The Reserve is essential to President Biden’s climate and conservation goals of reducing U.S. emissions, increasing land protections to reverse biodiversity loss, and growing natural carbon sinks by 2030.
ConocoPhillips’ Willow Project is by far the largest oil extraction project proposed on federal lands today.
Plans call for up to 250 wells, estimated to produce up to 629 million barrels of oil, locking in oil infrastructure in the rural Arctic for 30+ years
The Willow project is estimated to add up to 287 million metric tons of CO2 to the atmosphere over the next 30 years — equivalent to the annual emissions from 76 new coal-fired power plants.

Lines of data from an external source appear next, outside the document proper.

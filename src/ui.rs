use crate::format::period_text;
use crate::period::DateRange;
use serde::Serialize;

/// Per-chart rendering options, handed to the page's `drawChart` call
/// instead of living in shared chart defaults.
#[derive(Debug, Clone, Serialize)]
pub struct ChartTheme {
    pub font_family: String,
    pub income_color: String,
    pub expenses_color: String,
    pub grid_color: String,
    pub mobile_breakpoint: u32,
}

impl Default for ChartTheme {
    fn default() -> Self {
        Self {
            font_family: "Cairo, Tajawal, sans-serif".to_string(),
            income_color: "rgb(16, 185, 129)".to_string(),
            expenses_color: "rgb(239, 68, 68)".to_string(),
            grid_color: "rgba(0, 0, 0, 0.06)".to_string(),
            mobile_breakpoint: 640,
        }
    }
}

pub fn render_index(range: &DateRange, theme: &ChartTheme) -> String {
    let theme_json = serde_json::to_string(theme).unwrap_or_else(|_| "{}".to_string());
    INDEX_HTML
        .replace("{{START}}", &range.start_key())
        .replace("{{END}}", &range.end_key())
        .replace("{{PERIOD_TEXT}}", &period_text(range))
        .replace("{{THEME}}", &theme_json)
}

const INDEX_HTML: &str = r##"<!DOCTYPE html>
<html lang="ar" dir="rtl">
<head>
  <meta charset="UTF-8" />
  <meta name="viewport" content="width=device-width, initial-scale=1.0" />
  <title>التقرير المالي</title>
  <style>
    :root {
      --bg: #f4f6fb;
      --ink: #1f2937;
      --muted: #6b7280;
      --card: #ffffff;
      --good: #059669;
      --bad: #dc2626;
      --shadow: 0 18px 40px rgba(31, 41, 55, 0.08);
    }

    * {
      box-sizing: border-box;
    }

    body {
      margin: 0;
      background: var(--bg);
      color: var(--ink);
      font-family: Cairo, Tajawal, sans-serif;
      padding: 24px 14px 40px;
    }

    .app {
      width: min(1040px, 100%);
      margin: 0 auto;
      display: grid;
      gap: 22px;
    }

    h1 {
      margin: 0;
      font-size: clamp(1.6rem, 3vw, 2.2rem);
    }

    .period {
      display: flex;
      flex-wrap: wrap;
      gap: 10px;
      align-items: center;
    }

    .period input {
      padding: 8px 10px;
      border-radius: 10px;
      border: 1px solid #d1d5db;
    }

    button {
      border: none;
      border-radius: 10px;
      padding: 9px 14px;
      font-weight: 600;
      cursor: pointer;
      background: #e5e7eb;
    }

    button.primary {
      background: #2563eb;
      color: white;
    }

    button:disabled {
      opacity: 0.5;
      cursor: not-allowed;
    }

    .cards {
      display: grid;
      grid-template-columns: repeat(auto-fit, minmax(220px, 1fr));
      gap: 16px;
    }

    .card {
      background: var(--card);
      border-radius: 16px;
      box-shadow: var(--shadow);
      padding: 18px;
      display: grid;
      gap: 6px;
    }

    .card .label {
      color: var(--muted);
      font-size: 0.9rem;
    }

    .card .value {
      font-size: 1.5rem;
      font-weight: 700;
    }

    .change-badge.positive {
      color: var(--good);
    }

    .change-badge.negative {
      color: var(--bad);
    }

    #chart {
      width: 100%;
      height: 300px;
      display: block;
    }

    .status {
      min-height: 1.2em;
      color: var(--muted);
    }

    .status[data-type="error"] {
      color: var(--bad);
    }

    .details {
      display: grid;
      grid-template-columns: repeat(auto-fit, minmax(320px, 1fr));
      gap: 16px;
    }

    .details h2 {
      margin: 0 0 8px;
      font-size: 1.1rem;
    }

    .details table {
      width: 100%;
      border-collapse: collapse;
    }

    .details td {
      padding: 8px 4px;
      border-top: 1px solid #e5e7eb;
      vertical-align: top;
    }

    .details td:not(:first-child) {
      text-align: left;
      white-space: nowrap;
    }

    .details .note {
      color: var(--muted);
      font-size: 0.8rem;
    }
  </style>
</head>
<body>
  <main class="app">
    <header>
      <h1>التقرير المالي</h1>
      <p id="period-text">{{PERIOD_TEXT}}</p>
    </header>

    <section class="period">
      <input type="date" id="start-date" value="{{START}}" />
      <input type="date" id="end-date" value="{{END}}" />
      <button class="primary" id="apply" type="button">تطبيق</button>
      <button class="quick-period" data-period="today" type="button">اليوم</button>
      <button class="quick-period" data-period="week" type="button">الأسبوع</button>
      <button class="quick-period" data-period="month" type="button">الشهر</button>
      <button class="quick-period" data-period="year" type="button">السنة</button>
      <button id="export" type="button" disabled>تصدير</button>
    </section>

    <section class="cards">
      <div class="card">
        <span class="label">إجمالي الإيرادات</span>
        <span class="value" id="total-income">--</span>
        <span id="income-change"></span>
      </div>
      <div class="card">
        <span class="label">إجمالي المصروفات</span>
        <span class="value" id="total-expenses">--</span>
        <span id="expense-change"></span>
      </div>
      <div class="card">
        <span class="label">صافي الربح</span>
        <span class="value" id="net-profit">--</span>
        <span id="profit-change"></span>
      </div>
    </section>

    <section class="card">
      <svg id="chart" viewBox="0 0 640 300" role="img" aria-label="الإيرادات والمصروفات"></svg>
    </section>

    <section class="details">
      <div class="card">
        <h2>تفاصيل الإيرادات</h2>
        <table><tbody id="income-tbody"></tbody></table>
      </div>
      <div class="card">
        <h2>تفاصيل المصروفات</h2>
        <table><tbody id="expenses-tbody"></tbody></table>
      </div>
    </section>

    <div class="status" id="status"></div>
  </main>

  <script>
    const theme = {{THEME}};
    const startEl = document.getElementById('start-date');
    const endEl = document.getElementById('end-date');
    const exportBtn = document.getElementById('export');
    const statusEl = document.getElementById('status');
    const chartEl = document.getElementById('chart');

    const isMobile = () => window.innerWidth < theme.mobile_breakpoint;

    const setStatus = (message, type) => {
      statusEl.textContent = message;
      statusEl.dataset.type = type || '';
    };

    const viewId = (() => {
      let id = sessionStorage.getItem('report-view');
      if (!id) {
        id = window.crypto && crypto.randomUUID
          ? crypto.randomUUID()
          : `${Date.now()}-${Math.random().toString(16).slice(2)}`;
        sessionStorage.setItem('report-view', id);
      }
      return id;
    })();

    const setChange = (id, change) => {
      const el = document.getElementById(id);
      if (!change) {
        el.textContent = '';
        el.className = '';
        return;
      }
      const arrow = change.percent >= 0 ? '▲' : '▼';
      el.textContent = `${arrow} ${Math.abs(change.percent).toFixed(1)}%`;
      el.className = `change-badge ${change.is_improvement ? 'positive' : 'negative'}`;
    };

    const drawChart = (svg, chart, options) => {
      if (chart.state !== 'ready') {
        svg.innerHTML = `<text x="50%" y="50%" text-anchor="middle" fill="#666" font-family="${options.font_family}">${chart.message}</text>`;
        return;
      }

      const { series, axis_bounds: bounds } = chart;
      const width = 640;
      const height = 300;
      const left = 70;
      const right = 16;
      const top = 16;
      const bottom = 36;
      const span = bounds.suggested_max - bounds.suggested_min || 1;
      const step = series.labels.length > 1 ? (width - left - right) / (series.labels.length - 1) : 0;
      const x = (index) => left + index * step;
      const y = (value) => height - bottom - ((value - bounds.suggested_min) / span) * (height - top - bottom);

      const line = (values, color) => {
        const d = values.map((value, index) => `${index === 0 ? 'M' : 'L'} ${x(index).toFixed(1)} ${y(value).toFixed(1)}`).join(' ');
        const dots = values.map((value, index) => `<circle cx="${x(index)}" cy="${y(value)}" r="3" fill="${color}" />`).join('');
        return `<path d="${d}" fill="none" stroke="${color}" stroke-width="2" />${dots}`;
      };

      const grid = chart.axis_ticks
        .map((tick) => `<line x1="${left}" x2="${width - right}" y1="${y(tick.value)}" y2="${y(tick.value)}" stroke="${options.grid_color}" />`
          + `<text x="${left - 6}" y="${y(tick.value) + 4}" text-anchor="end" font-size="10" font-family="${options.font_family}">${tick.label}</text>`)
        .join('');

      const every = Math.max(1, Math.ceil(series.labels.length / (isMobile() ? 6 : 12)));
      const labels = series.labels
        .map((label, index) => (index % every === 0
          ? `<text x="${x(index)}" y="${height - 12}" text-anchor="middle" font-size="10" font-family="${options.font_family}">${label}</text>`
          : ''))
        .join('');

      svg.innerHTML = `${grid}${line(series.income, options.income_color)}${line(series.expenses, options.expenses_color)}${labels}`;
    };

    const renderRows = (id, rows) => {
      document.getElementById(id).replaceChildren(...rows.map((row) => {
        const tr = document.createElement('tr');
        const label = document.createElement('td');
        const title = document.createElement('strong');
        title.textContent = row.label;
        label.append(title);
        if (row.note) {
          const note = document.createElement('div');
          note.className = 'note';
          note.textContent = row.note;
          label.append(note);
        }
        const quantity = document.createElement('td');
        quantity.textContent = row.quantity;
        const amount = document.createElement('td');
        amount.textContent = row.amount_text;
        tr.append(label, quantity, amount);
        return tr;
      }));
    };

    const render = (report) => {
      startEl.value = report.period.start;
      endEl.value = report.period.end;
      document.getElementById('period-text').textContent = report.period.text;
      document.getElementById('total-income').textContent = report.summary_text.total_income;
      document.getElementById('total-expenses').textContent = report.summary_text.total_costs;
      document.getElementById('net-profit').textContent = report.summary_text.net_profit;
      setChange('income-change', report.changes.income);
      setChange('expense-change', report.changes.expenses);
      setChange('profit-change', report.changes.profit);
      drawChart(chartEl, report.chart, theme);
      renderRows('income-tbody', report.details.income);
      renderRows('expenses-tbody', report.details.expenses);
    };

    // Responses that arrive after a newer request was issued are dropped.
    let latestRequest = 0;

    const loadReport = async (params) => {
      const request = ++latestRequest;
      setStatus('جاري التحميل...', 'info');
      exportBtn.disabled = true;
      params.set('mode', isMobile() ? 'mobile' : 'desktop');
      params.set('view', viewId);
      try {
        const res = await fetch(`/api/report?${params}`);
        if (request !== latestRequest || res.status === 409) {
          return;
        }
        if (!res.ok) {
          throw new Error(await res.text() || `HTTP ${res.status}`);
        }
        const report = await res.json();
        if (request !== latestRequest) {
          return;
        }
        render(report);
        exportBtn.disabled = false;
        setStatus('', '');
      } catch (err) {
        if (request === latestRequest) {
          setStatus(`حدث خطأ أثناء تحميل التقرير: ${err.message}`, 'error');
        }
      }
    };

    document.getElementById('apply').addEventListener('click', () => {
      if (!startEl.value || !endEl.value) {
        setStatus('الرجاء اختيار تاريخ البداية والنهاية', 'error');
        return;
      }
      loadReport(new URLSearchParams({ start: startEl.value, end: endEl.value }));
    });

    document.querySelectorAll('.quick-period').forEach((button) => {
      button.addEventListener('click', () => {
        loadReport(new URLSearchParams({ period: button.dataset.period }));
      });
    });

    exportBtn.addEventListener('click', () => {
      const params = new URLSearchParams({ start: startEl.value, end: endEl.value });
      window.location.href = `/api/report/export?${params}`;
    });

    loadReport(new URLSearchParams({ start: startEl.value, end: endEl.value }));
  </script>
</body>
</html>
"##;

The Willow project would unleash nearly double the planet-warming pollution that President Biden’s entire clean energy plan on public lands and waters is meant to prevent in the next decade. Willow is a climate disaster in-waiting.
Allowing this project to go forward as planned will lock in at least three decades of Arctic fossil fuel pollution at a time when scientists say the world must be rapidly transitioning away from fossil fuels.

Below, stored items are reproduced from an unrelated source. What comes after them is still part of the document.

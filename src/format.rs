use crate::bounds::AxisBounds;
use crate::models::{AxisTick, SummaryMetrics, SummaryText};
use crate::period::DateRange;
use crate::series::{DisplayMode, MONTH_NAMES};
use chrono::{Datelike, NaiveDate};
use csv::WriterBuilder;

const CURRENCY_SUFFIX: &str = "د.م";

pub fn format_currency(amount: f64) -> String {
    let amount = if amount.is_finite() { amount } else { 0.0 };
    let fixed = format!("{:.2}", amount.abs());
    let (whole, cents) = fixed.split_once('.').unwrap_or((fixed.as_str(), "00"));

    let mut grouped = String::with_capacity(whole.len() + whole.len() / 3);
    for (index, digit) in whole.chars().enumerate() {
        if index > 0 && (whole.len() - index) % 3 == 0 {
            grouped.push(',');
        }
        grouped.push(digit);
    }

    let sign = if amount < 0.0 && fixed != "0.00" { "-" } else { "" };
    format!("{sign}{grouped}.{cents} {CURRENCY_SUFFIX}")
}

/// Axis tick label. Mobile screens get compact `12k` style ticks.
pub fn format_axis_tick(value: f64, mode: DisplayMode) -> String {
    match mode {
        DisplayMode::Desktop => format_currency(value),
        DisplayMode::Mobile => {
            let value = if value.is_finite() { value } else { 0.0 };
            if value >= 1000.0 {
                format!("{:.0}k", value / 1000.0)
            } else {
                format!("{value:.0}")
            }
        }
    }
}

/// Evenly spaced gridline labels across the suggested axis range.
pub fn axis_ticks(bounds: &AxisBounds, mode: DisplayMode) -> Vec<AxisTick> {
    let steps: u32 = match mode {
        DisplayMode::Mobile => 4,
        DisplayMode::Desktop => 6,
    };
    let span = bounds.suggested_max - bounds.suggested_min;
    (0..=steps)
        .map(|step| {
            let value = bounds.suggested_min + span * f64::from(step) / f64::from(steps);
            AxisTick {
                value,
                label: format_axis_tick(value, mode),
            }
        })
        .collect()
}

pub fn summary_text(summary: &SummaryMetrics) -> SummaryText {
    SummaryText {
        total_income: format_currency(summary.total_income),
        total_costs: format_currency(summary.total_costs),
        net_profit: format_currency(summary.net_profit),
    }
}

pub fn format_date_arabic(date: NaiveDate) -> String {
    let month = MONTH_NAMES[date.month0() as usize];
    format!("{} {month} {}", date.day(), date.year())
}

pub fn period_text(range: &DateRange) -> String {
    format!(
        "من {} إلى {}",
        format_date_arabic(range.start()),
        format_date_arabic(range.end())
    )
}

pub fn export_filename(range: &DateRange) -> String {
    format!(
        "financial_report_{}_{}.csv",
        range.start_key(),
        range.end_key()
    )
}

/// Summary export. Title and period lines are single-field records, so the
/// writer runs in flexible mode.
pub fn export_csv(range: &DateRange, summary: &SummaryMetrics) -> Result<Vec<u8>, csv::Error> {
    let mut writer = WriterBuilder::new().flexible(true).from_writer(Vec::new());

    writer.write_record(["التقرير المالي"])?;
    writer.write_record([format!(
        "الفترة: من {} إلى {}",
        range.start_key(),
        range.end_key()
    )])?;
    writer.write_record(["الملخص"])?;
    writer.write_record(["إجمالي الإيرادات".to_string(), summary.total_income.to_string()])?;
    writer.write_record(["إجمالي المصروفات".to_string(), summary.total_costs.to_string()])?;
    writer.write_record(["صافي الربح".to_string(), summary.net_profit.to_string()])?;

    writer
        .into_inner()
        .map_err(|err| csv::Error::from(err.into_error()))
}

Climate change is warming temperatures in Arctic Alaska at 4x the rate of the rest of the planet. With each passing year, the Arctic is especially hard hit by destabilizing on-the-ground effects including sea ice melt, permafrost thaw and coastal erosion.

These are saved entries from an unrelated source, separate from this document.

use axum::http::StatusCode;
use thiserror::Error;

#[derive(Debug, Clone, PartialEq, Eq, Error)]
#[error("{endpoint}: {reason}")]
pub struct FetchError {
    pub endpoint: String,
    pub reason: String,
}

impl FetchError {
    pub fn new(endpoint: impl Into<String>, reason: impl Into<String>) -> Self {
        Self {
            endpoint: endpoint.into(),
            reason: reason.into(),
        }
    }
}

#[derive(Debug, Error)]
pub enum ReportError {
    #[error("invalid range: {0}")]
    InvalidRange(String),
    #[error("fetch failed: {0}")]
    FetchFailed(#[from] FetchError),
    #[error("superseded by a newer report load")]
    Superseded,
}

#[derive(Debug)]
pub struct AppError {
    pub status: StatusCode,
    pub message: String,
}

impl AppError {
    pub fn bad_request(message: impl Into<String>) -> Self {
        Self {
            status: StatusCode::BAD_REQUEST,
            message: message.into(),
        }
    }

    pub fn internal(err: impl std::error::Error) -> Self {
        Self {
            status: StatusCode::INTERNAL_SERVER_ERROR,
            message: err.to_string(),
        }
    }
}

impl From<ReportError> for AppError {
    fn from(err: ReportError) -> Self {
        let status = match &err {
            ReportError::InvalidRange(_) => StatusCode::BAD_REQUEST,
            ReportError::FetchFailed(_) => StatusCode::BAD_GATEWAY,
            ReportError::Superseded => StatusCode::CONFLICT,
        };
        Self {
            status,
            message: err.to_string(),
        }
    }
}

impl From<FetchError> for AppError {
    fn from(err: FetchError) -> Self {
        ReportError::from(err).into()
    }
}

impl axum::response::IntoResponse for AppError {
    fn into_response(self) -> axum::response::Response {
        (self.status, self.message).into_response()
    }
}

This project would do irreversible damage to a remote, ecologically rich landscape.
The plan authorizes construction within and adjacent to both the Reserve’s Teshekpuk Lake and Colville River Special Areas. These special areas, created for their ecological importance, include one of the most productive wetland complexes in the Arctic and important calving and foraging ground for the Teshekpuk Lake Caribou Herd.
The western Arctic is filled with robust wild ecosystems that support caribou, geese, loons, salmon, polar bears, and bowhead whales, along with 13 communities within and adjacent to the Reserve. Any disruption that jeopardizes the ecosystem’s health puts all its inhabitants at risk.
ConocoPhillips executives have told investors that the company had already identified 3 billion barrels of oil in nearby prospects and that Willow’s design was intended for expansion.
The current analysis does not consider the impacts from these plans for further expansion.